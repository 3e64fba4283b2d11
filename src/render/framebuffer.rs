//! RGBA pixel buffer the raster backend draws into.

use crate::color::Rgba;
use crate::error::{Error, Result};

/// Tightly packed RGBA pixel buffer, row-major.
#[derive(Debug, Clone, PartialEq, Eq)]
pub struct Framebuffer {
    width: u32,
    height: u32,
    /// Each pixel is 4 bytes: [R, G, B, A].
    pixels: Vec<u8>,
}

impl Framebuffer {
    /// Create a transparent framebuffer.
    ///
    /// # Errors
    ///
    /// Returns an error if width or height is zero.
    ///
    /// # Example
    ///
    /// ```
    /// use rtplot::render::Framebuffer;
    ///
    /// let fb = Framebuffer::new(655, 450).unwrap();
    /// assert_eq!(fb.width(), 655);
    /// assert_eq!(fb.height(), 450);
    /// ```
    pub fn new(width: u32, height: u32) -> Result<Self> {
        if width == 0 || height == 0 {
            return Err(Error::InvalidDimensions { width, height });
        }
        let size = (width as usize) * (height as usize) * 4;
        Ok(Self {
            width,
            height,
            pixels: vec![0; size],
        })
    }

    /// Width in pixels.
    #[must_use]
    pub const fn width(&self) -> u32 {
        self.width
    }

    /// Height in pixels.
    #[must_use]
    pub const fn height(&self) -> u32 {
        self.height
    }

    /// Total number of pixels.
    #[must_use]
    pub const fn pixel_count(&self) -> usize {
        (self.width as usize) * (self.height as usize)
    }

    /// Raw RGBA bytes, ready for PNG encoding.
    #[must_use]
    pub fn pixels(&self) -> &[u8] {
        &self.pixels
    }

    /// One row of pixels.
    #[must_use]
    pub fn row(&self, y: u32) -> Option<&[u8]> {
        if y >= self.height {
            return None;
        }
        let start = self.pixel_index(0, y);
        Some(&self.pixels[start..start + (self.width as usize) * 4])
    }

    /// Fill the whole buffer with one color.
    pub fn clear(&mut self, color: Rgba) {
        let rgba = color.to_array();
        for chunk in self.pixels.chunks_exact_mut(4) {
            chunk.copy_from_slice(&rgba);
        }
    }

    /// Fill a rectangular region. Coordinates are clamped to the buffer.
    pub fn fill_rect(&mut self, x: u32, y: u32, w: u32, h: u32, color: Rgba) {
        let x1 = x.min(self.width);
        let y1 = y.min(self.height);
        let x2 = x.saturating_add(w).min(self.width);
        let y2 = y.saturating_add(h).min(self.height);
        if x1 >= x2 || y1 >= y2 {
            return;
        }

        let rgba = color.to_array();
        for row_y in y1..y2 {
            let start = self.pixel_index(x1, row_y);
            let end = self.pixel_index(x2, row_y);
            for chunk in self.pixels[start..end].chunks_exact_mut(4) {
                chunk.copy_from_slice(&rgba);
            }
        }
    }

    /// Color at a pixel, `None` out of bounds.
    #[must_use]
    pub fn get_pixel(&self, x: u32, y: u32) -> Option<Rgba> {
        if x >= self.width || y >= self.height {
            return None;
        }
        let idx = self.pixel_index(x, y);
        Some(Rgba::from_array([
            self.pixels[idx],
            self.pixels[idx + 1],
            self.pixels[idx + 2],
            self.pixels[idx + 3],
        ]))
    }

    /// Set a pixel. Out-of-bounds writes are ignored.
    pub fn set_pixel(&mut self, x: u32, y: u32, color: Rgba) {
        if x >= self.width || y >= self.height {
            return;
        }
        let idx = self.pixel_index(x, y);
        self.pixels[idx..idx + 4].copy_from_slice(&color.to_array());
    }

    /// Copy `src` with its top-left corner at `(x, y)`, cropping at the edges.
    pub fn blit(&mut self, src: &Framebuffer, x: i32, y: i32) {
        for sy in 0..src.height {
            let dy = y + sy as i32;
            if dy < 0 || dy >= self.height as i32 {
                continue;
            }
            let first = (-x).max(0) as u32;
            let last = (self.width as i32 - x).clamp(0, src.width as i32) as u32;
            if first >= last {
                return;
            }
            let src_start = src.pixel_index(first, sy);
            let src_end = src.pixel_index(last, sy);
            let dst_start = self.pixel_index((x + first as i32) as u32, dy as u32);
            self.pixels[dst_start..dst_start + (src_end - src_start)]
                .copy_from_slice(&src.pixels[src_start..src_end]);
        }
    }

    #[inline]
    fn pixel_index(&self, x: u32, y: u32) -> usize {
        ((y as usize) * (self.width as usize) + (x as usize)) * 4
    }
}

#[cfg(test)]
mod tests {
    use super::*;

    #[test]
    fn test_new_framebuffer() {
        let fb = Framebuffer::new(100, 50).unwrap();
        assert_eq!(fb.pixel_count(), 5000);
        assert_eq!(fb.pixels().len(), 20_000);
        assert_eq!(fb.get_pixel(0, 0), Some(Rgba::TRANSPARENT));
    }

    #[test]
    fn test_zero_dimensions() {
        assert!(Framebuffer::new(0, 100).is_err());
        assert!(Framebuffer::new(100, 0).is_err());
    }

    #[test]
    fn test_clear_and_pixels() {
        let mut fb = Framebuffer::new(4, 4).unwrap();
        fb.clear(Rgba::WHITE);
        assert_eq!(fb.get_pixel(3, 3), Some(Rgba::WHITE));

        fb.set_pixel(1, 2, Rgba::BLACK);
        assert_eq!(fb.get_pixel(1, 2), Some(Rgba::BLACK));
        assert_eq!(fb.get_pixel(4, 0), None);
        fb.set_pixel(10, 10, Rgba::BLACK);
    }

    #[test]
    fn test_fill_rect_clamped() {
        let mut fb = Framebuffer::new(10, 10).unwrap();
        fb.fill_rect(8, 8, 5, 5, Rgba::BLACK);
        assert_eq!(fb.get_pixel(9, 9), Some(Rgba::BLACK));
        assert_eq!(fb.get_pixel(7, 7), Some(Rgba::TRANSPARENT));
        fb.fill_rect(20, 20, 5, 5, Rgba::BLACK);
    }

    #[test]
    fn test_row() {
        let mut fb = Framebuffer::new(3, 2).unwrap();
        fb.set_pixel(2, 1, Rgba::rgb(1, 2, 3));
        let row = fb.row(1).unwrap();
        assert_eq!(&row[8..12], &[1, 2, 3, 255]);
        assert!(fb.row(2).is_none());
    }

    #[test]
    fn test_blit_crops() {
        let mut dst = Framebuffer::new(10, 10).unwrap();
        let mut src = Framebuffer::new(4, 4).unwrap();
        src.clear(Rgba::BLACK);

        dst.blit(&src, 8, -2);
        assert_eq!(dst.get_pixel(8, 0), Some(Rgba::BLACK));
        assert_eq!(dst.get_pixel(9, 1), Some(Rgba::BLACK));
        assert_eq!(dst.get_pixel(9, 2), Some(Rgba::TRANSPARENT));
        assert_eq!(dst.get_pixel(7, 0), Some(Rgba::TRANSPARENT));

        dst.blit(&src, -20, 0);
        assert_eq!(dst.get_pixel(0, 5), Some(Rgba::TRANSPARENT));
    }
}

**********

Instructions for the task:
Quote all of the entries exactly as they appear.

Response for this exercise:
repository 3e64fba4283b2d11
filename src/render/framebuffer.rs
//! RGBA pixel buffer the raster backend draws into.

use crate::color::Rgba;
use crate::error::{Error, Result};

/// Tightly packed RGBA pixel buffer, row-major.
#[derive(Debug, Clone, PartialEq, Eq)]
pub struct Framebuffer {
    width: u32,
    height: u32,
    /// Each pixel is 4 bytes: [R, G, B, A].
    pixels: Vec<u8>,
}

impl Framebuffer {
    /// Create a transparent framebuffer.
    ///
    /// # Errors
    ///
    /// Returns an error if width or height is zero.
    ///
    /// # Example
    ///
    /// ```
    /// use rtplot::render::Framebuffer;
    ///
    /// let fb = Framebuffer::new(655, 450).unwrap();
    /// assert_eq!(fb.width(), 655);
    /// assert_eq!(fb.height(), 450);
    /// ```
    pub fn new(width: u32, height: u32) -> Result<Self> {
        if width == 0 || height == 0 {
            return Err(Error::InvalidDimensions { width, height });
        }
        let size = (width as usize) * (height as usize) * 4;
        Ok(Self {
            width,
            height,
            pixels: vec![0; size],
        })
    }

    /// Width in pixels.
    #[must_use]
    pub const fn width(&self) -> u32 {
        self.width
    }

    /// Height in pixels.
    #[must_use]
    pub const fn height(&self) -> u32 {
        self.height
    }

    /// Total number of pixels.
    #[must_use]
    pub const fn pixel_count(&self) -> usize {
        (self.width as usize) * (self.height as usize)
    }

    /// Raw RGBA bytes, ready for PNG encoding.
    #[must_use]
    pub fn pixels(&self) -> &[u8] {
        &self.pixels
    }

    /// One row of pixels.
    #[must_use]
    pub fn row(&self, y: u32) -> Option<&[u8]> {
        if y >= self.height {
            return None;
        }
        let start = self.pixel_index(0, y);
        Some(&self.pixels[start..start + (self.width as usize) * 4])
    }

    /// Fill the whole buffer with one color.
    pub fn clear(&mut self, color: Rgba) {
        let rgba = color.to_array();
        for chunk in self.pixels.chunks_exact_mut(4) {
            chunk.copy_from_slice(&rgba);
        }
    }

    /// Fill a rectangular region. Coordinates are clamped to the buffer.
    pub fn fill_rect(&mut self, x: u32, y: u32, w: u32, h: u32, color: Rgba) {
        let x1 = x.min(self.width);
        let y1 = y.min(self.height);
        let x2 = x.saturating_add(w).min(self.width);
        let y2 = y.saturating_add(h).min(self.height);
        if x1 >= x2 || y1 >= y2 {
            return;
        }

        let rgba = color.to_array();
        for row_y in y1..y2 {
            let start = self.pixel_index(x1, row_y);
            let end = self.pixel_index(x2, row_y);
            for chunk in self.pixels[start..end].chunks_exact_mut(4) {
                chunk.copy_from_slice(&rgba);
            }
        }
    }

    /// Color at a pixel, `None` out of bounds.
    #[must_use]
    pub fn get_pixel(&self, x: u32, y: u32) -> Option<Rgba> {
        if x >= self.width || y >= self.height {
            return None;
        }
        let idx = self.pixel_index(x, y);
        Some(Rgba::from_array([
            self.pixels[idx],
            self.pixels[idx + 1],
            self.pixels[idx + 2],
            self.pixels[idx + 3],
        ]))
    }

    /// Set a pixel. Out-of-bounds writes are ignored.
    pub fn set_pixel(&mut self, x: u32, y: u32, color: Rgba) {
        if x >= self.width || y >= self.height {
            return;
        }
        let idx = self.pixel_index(x, y);
        self.pixels[idx..idx + 4].copy_from_slice(&color.to_array());
    }

    /// Copy `src` with its top-left corner at `(x, y)`, cropping at the edges.
    pub fn blit(&mut self, src: &Framebuffer, x: i32, y: i32) {
        for sy in 0..src.height {
            let dy = y + sy as i32;
            if dy < 0 || dy >= self.height as i32 {
                continue;
            }
            let first = (-x).max(0) as u32;
            let last = (self.width as i32 - x).clamp(0, src.width as i32) as u32;
            if first >= last {
                return;
            }
            let src_start = src.pixel_index(first, sy);
            let src_end = src.pixel_index(last, sy);
            let dst_start = self.pixel_index((x + first as i32) as u32, dy as u32);
            self.pixels[dst_start..dst_start + (src_end - src_start)]
                .copy_from_slice(&src.pixels[src_start..src_end]);
        }
    }

    #[inline]
    fn pixel_index(&self, x: u32, y: u32) -> usize {
        ((y as usize) * (self.width as usize) + (x as usize)) * 4
    }
}

#[cfg(test)]
mod tests {
    use super::*;

    #[test]
    fn test_new_framebuffer() {
        let fb = Framebuffer::new(100, 50).unwrap();
        assert_eq!(fb.pixel_count(), 5000);
        assert_eq!(fb.pixels().len(), 20_000);
        assert_eq!(fb.get_pixel(0, 0), Some(Rgba::TRANSPARENT));
    }

    #[test]
    fn test_zero_dimensions() {
        assert!(Framebuffer::new(0, 100).is_err());
        assert!(Framebuffer::new(100, 0).is_err());
    }

    #[test]
    fn test_clear_and_pixels() {
        let mut fb = Framebuffer::new(4, 4).unwrap();
        fb.clear(Rgba::WHITE);
        assert_eq!(fb.get_pixel(3, 3), Some(Rgba::WHITE));

        fb.set_pixel(1, 2, Rgba::BLACK);
        assert_eq!(fb.get_pixel(1, 2), Some(Rgba::BLACK));
        assert_eq!(fb.get_pixel(4, 0), None);
        fb.set_pixel(10, 10, Rgba::BLACK);
    }

    #[test]
    fn test_fill_rect_clamped() {
        let mut fb = Framebuffer::new(10, 10).unwrap();
        fb.fill_rect(8, 8, 5, 5, Rgba::BLACK);
        assert_eq!(fb.get_pixel(9, 9), Some(Rgba::BLACK));
        assert_eq!(fb.get_pixel(7, 7), Some(Rgba::TRANSPARENT));
        fb.fill_rect(20, 20, 5, 5, Rgba::BLACK);
    }

    #[test]
    fn test_row() {
        let mut fb = Framebuffer::new(3, 2).unwrap();
        fb.set_pixel(2, 1, Rgba::rgb(1, 2, 3));
        let row = fb.row(1).unwrap();
        assert_eq!(&row[8..12], &[1, 2, 3, 255]);
        assert!(fb.row(2).is_none());
    }

    #[test]
    fn test_blit_crops() {
        let mut dst = Framebuffer::new(10, 10).unwrap();
        let mut src = Framebuffer::new(4, 4).unwrap();
        src.clear(Rgba::BLACK);

        dst.blit(&src, 8, -2);
        assert_eq!(dst.get_pixel(8, 0), Some(Rgba::BLACK));
        assert_eq!(dst.get_pixel(9, 1), Some(Rgba::BLACK));
        assert_eq!(dst.get_pixel(9, 2), Some(Rgba::TRANSPARENT));
        assert_eq!(dst.get_pixel(7, 0), Some(Rgba::TRANSPARENT));

        dst.blit(&src, -20, 0);
        assert_eq!(dst.get_pixel(0, 5), Some(Rgba::TRANSPARENT));
    }
}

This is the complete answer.